Make and share this Kishke recipe from Food.com.
Provided by AniSarit
Categories European
Time 2h30m
Yield 20 serving(s)
Number Of Ingredients 6
Steps:
- Wash and clean the casing thoroughly, scraping off the fat with a dull knife and discarding.
- Cut into lengths about 8" (20 cm.) and sew one end of each length closed.
- In a skillet melt the chicken fat and in this saute the onions until browned.
- In a mixing bowl sift together the flour, salt and pepper. Add the melted chicken fat with the onions and the breadcrumbs and mix thoroughly.
- Stuff each section of the casing loosely with this filling and sew the second end closed.
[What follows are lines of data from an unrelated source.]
//! A byte region with a read cursor and a write cursor.
//!
//! Bytes in `[0, read)` have been consumed, bytes in `[read, write)` are pending, and bytes in
//! `[write, capacity)` are free space the next producer can write into.
use log::debug;

use crate::{CodecError, CodecResult};

enum Storage {
    /// Vec-backed storage that may be reallocated up to the buffer's ceiling.
    Heap(Vec<u8>),
    /// Storage allocated once at creation and never reallocated.
    Fixed(Box<[u8]>),
}

impl Storage {
    fn as_slice(&self) -> &[u8] {
        match self {
            Storage::Heap(v) => v,
            Storage::Fixed(b) => b,
        }
    }

    fn as_mut_slice(&mut self) -> &mut [u8] {
        match self {
            Storage::Heap(v) => v,
            Storage::Fixed(b) => b,
        }
    }
}

/// A cursor buffer used by a [`Filter`](crate::Filter) for one direction of a stream.
///
/// Pending bytes are never reordered or duplicated by [`append`](Self::append),
/// [`consume`](Self::consume), [`compact`](Self::compact) or [`grow`](Self::grow), and
/// `0 <= read <= write <= capacity` holds after every operation.
pub struct Buffer {
    storage: Storage,
    read: usize,
    write: usize,
    ceiling: usize,
}

impl Buffer {
    /// Creates a growable buffer of `capacity` bytes that may grow up to `ceiling` bytes.
    pub fn heap(capacity: usize, ceiling: usize) -> Self {
        Self {
            storage: Storage::Heap(vec![0; capacity]),
            read: 0,
            write: 0,
            ceiling: ceiling.max(capacity),
        }
    }

    /// Creates a buffer of exactly `capacity` bytes that can never grow.
    pub fn fixed(capacity: usize) -> Self {
        Self {
            storage: Storage::Fixed(vec![0; capacity].into_boxed_slice()),
            read: 0,
            write: 0,
            ceiling: capacity,
        }
    }

    pub fn capacity(&self) -> usize {
        self.storage.as_slice().len()
    }

    /// The largest capacity this buffer may grow to.
    pub fn ceiling(&self) -> usize {
        self.ceiling
    }

    pub fn is_growable(&self) -> bool {
        matches!(self.storage, Storage::Heap(_)) && self.capacity() < self.ceiling
    }

    pub fn read_pos(&self) -> usize {
        self.read
    }

    pub fn write_pos(&self) -> usize {
        self.write
    }

    // returns the length of the pending section.
    pub fn len(&self) -> usize {
        self.write - self.read
    }

    pub fn is_empty(&self) -> bool {
        self.read == self.write
    }

    /// Free space after the write cursor.
    pub fn free(&self) -> usize {
        self.capacity() - self.write
    }

    /// An immutable view of the pending section.
    pub fn unread(&self) -> &[u8] {
        &self.storage.as_slice()[self.read..self.write]
    }

    /// A mutable view of the free section. Call [`Self::mark_written`] with the number of bytes
    /// written into it.
    pub fn unwritten_mut(&mut self) -> &mut [u8] {
        let write = self.write;
        &mut self.storage.as_mut_slice()[write..]
    }

    /// Copies as much of `bytes` as fits after the write cursor, returning how many bytes were
    /// copied. Already-read bytes are discarded first if the tail is too short for all of
    /// `bytes`.
    pub fn append(&mut self, bytes: &[u8]) -> usize {
        if self.free() < bytes.len() {
            self.compact();
        }
        let n = bytes.len().min(self.free());
        let write = self.write;
        self.storage.as_mut_slice()[write..write + n].copy_from_slice(&bytes[..n]);
        self.write += n;
        n
    }

    /// Marks `n` pending bytes as read.
    pub fn consume(&mut self, n: usize) {
        assert!(n <= self.len(), "attempted to read past end of buffer");
        self.read += n;
        if self.read == self.write {
            // Nothing pending, so the whole region is free again.
            self.read = 0;
            self.write = 0;
        }
    }

    pub fn mark_written(&mut self, n: usize) {
        assert!(n <= self.free(), "attempted to write past end of buffer");
        self.write += n;
    }

    /// Moves the pending section to the start of the buffer.
    pub fn compact(&mut self) {
        if self.read == 0 {
            return;
        }
        let pending = self.len();
        let (read, write) = (self.read, self.write);
        self.storage.as_mut_slice().copy_within(read..write, 0);
        self.read = 0;
        self.write = pending;
    }

    /// Reallocates to `new_capacity` bytes, keeping pending bytes.
    ///
    /// Shrinking is a no-op. Fails with [`CodecError::Capacity`] when `new_capacity` is past the
    /// ceiling or when the storage is fixed.
    pub fn grow(&mut self, new_capacity: usize) -> CodecResult<()> {
        if new_capacity <= self.capacity() {
            return Ok(());
        }
        let ceiling = self.ceiling;
        match &mut self.storage {
            Storage::Heap(data) if new_capacity <= ceiling => {
                debug!("growing buffer from {} to {new_capacity} bytes", data.len());
                data.resize(new_capacity, 0);
                Ok(())
            }
            _ => Err(CodecError::Capacity {
                requested: new_capacity,
                ceiling,
            }),
        }
    }

    /// Doubles the capacity, clamped to the ceiling. Fails if the buffer is already as large as
    /// it may get.
    pub fn expand(&mut self) -> CodecResult<()> {
        let capacity = self.capacity();
        let target = capacity
            .saturating_mul(2)
            .min(self.ceiling)
            .max(capacity.saturating_add(1));
        self.grow(target)
    }
}

impl std::fmt::Debug for Buffer {
    fn fmt(&self, f: &mut std::fmt::Formatter<'_>) -> std::fmt::Result {
        f.debug_struct("Buffer")
            .field("fixed", &matches!(self.storage, Storage::Fixed(_)))
            .field("capacity", &self.capacity())
            .field("ceiling", &self.ceiling)
            .field("read", &self.read)
            .field("write", &self.write)
            .finish()
    }
}

#[cfg(test)]
mod tests {
    use super::*;
    use assert_matches::assert_matches;

    fn check_invariant(buf: &Buffer) {
        assert!(buf.read_pos() <= buf.write_pos());
        assert!(buf.write_pos() <= buf.capacity());
    }

    #[test]
    fn append_copies_what_fits() {
        let mut buf = Buffer::heap(4, 16);
        assert_eq!(buf.append(b"abcdef"), 4);
        assert_eq!(buf.unread(), b"abcd");
        assert_eq!(buf.free(), 0);
        assert_eq!(buf.append(b"ef"), 0);
        check_invariant(&buf);
    }

    #[test]
    fn append_compacts_when_tail_is_short() {
        let mut buf = Buffer::heap(6, 6);
        buf.append(b"abcdef");
        buf.consume(4);
        assert_eq!(buf.read_pos(), 4);
        assert_eq!(buf.append(b"ghij"), 4);
        assert_eq!(buf.read_pos(), 0);
        assert_eq!(buf.unread(), b"efghij");
        check_invariant(&buf);
    }

    #[test]
    fn append_leaves_cursors_when_tail_is_long_enough() {
        let mut buf = Buffer::heap(8, 8);
        buf.append(b"abc");
        buf.consume(1);
        buf.append(b"de");
        assert_eq!(buf.read_pos(), 1);
        assert_eq!(buf.unread(), b"bcde");
    }

    #[test]
    fn consuming_everything_resets_cursors() {
        let mut buf = Buffer::heap(8, 8);
        buf.append(b"abc");
        buf.consume(3);
        assert_eq!((buf.read_pos(), buf.write_pos()), (0, 0));
        assert_eq!(buf.free(), 8);
    }

    #[test]
    #[should_panic(expected = "attempted to read past end of buffer")]
    fn consume_past_end_panics() {
        let mut buf = Buffer::heap(8, 8);
        buf.append(b"abc");
        buf.consume(4);
    }

    #[test]
    #[should_panic(expected = "attempted to write past end of buffer")]
    fn mark_written_past_end_panics() {
        let mut buf = Buffer::heap(2, 2);
        buf.mark_written(3);
    }

    #[test]
    fn unwritten_then_mark_written() {
        let mut buf = Buffer::heap(4, 4);
        buf.unwritten_mut()[..2].copy_from_slice(b"xy");
        buf.mark_written(2);
        assert_eq!(buf.unread(), b"xy");
    }

    #[test]
    fn grow_preserves_pending_bytes() {
        let mut buf = Buffer::heap(4, 64);
        buf.append(b"abcd");
        buf.consume(1);
        buf.grow(32).unwrap();
        assert_eq!(buf.capacity(), 32);
        assert_eq!(buf.unread(), b"bcd");
        assert_eq!(buf.free(), 28);
        check_invariant(&buf);
    }

    #[test]
    fn grow_past_ceiling_fails() {
        let mut buf = Buffer::heap(4, 8);
        assert_matches!(
            buf.grow(9),
            Err(CodecError::Capacity {
                requested: 9,
                ceiling: 8
            })
        );
        assert_eq!(buf.capacity(), 4);
    }

    #[test]
    fn fixed_buffers_never_grow() {
        let mut buf = Buffer::fixed(4);
        assert!(!buf.is_growable());
        assert_matches!(buf.grow(5), Err(CodecError::Capacity { requested: 5, .. }));
        buf.grow(2).unwrap();
        assert_eq!(buf.capacity(), 4);
    }

    #[test]
    fn expand_doubles_up_to_ceiling() {
        let mut buf = Buffer::heap(4, 12);
        buf.expand().unwrap();
        assert_eq!(buf.capacity(), 8);
        buf.expand().unwrap();
        assert_eq!(buf.capacity(), 12);
        assert!(!buf.is_growable());
        assert_matches!(buf.expand(), Err(CodecError::Capacity { .. }));
    }

    #[test]
    fn compact_without_reads_is_noop() {
        let mut buf = Buffer::heap(4, 4);
        buf.append(b"ab");
        buf.compact();
        assert_eq!((buf.read_pos(), buf.write_pos()), (0, 2));
    }
}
- Rinse off any flour that adheres to the surface.
- Immerse in boiling water for 5 minutes and then drain. (At this point the kishke is ready for use in cholent (see Recipe#269267 ).
- To serve kishke alone, arrange the sections in a shallow, lightly greased casserole or baking dish and bake in a medium oven until well browned (about 1 1/2 hours), basting frequently with the drippings.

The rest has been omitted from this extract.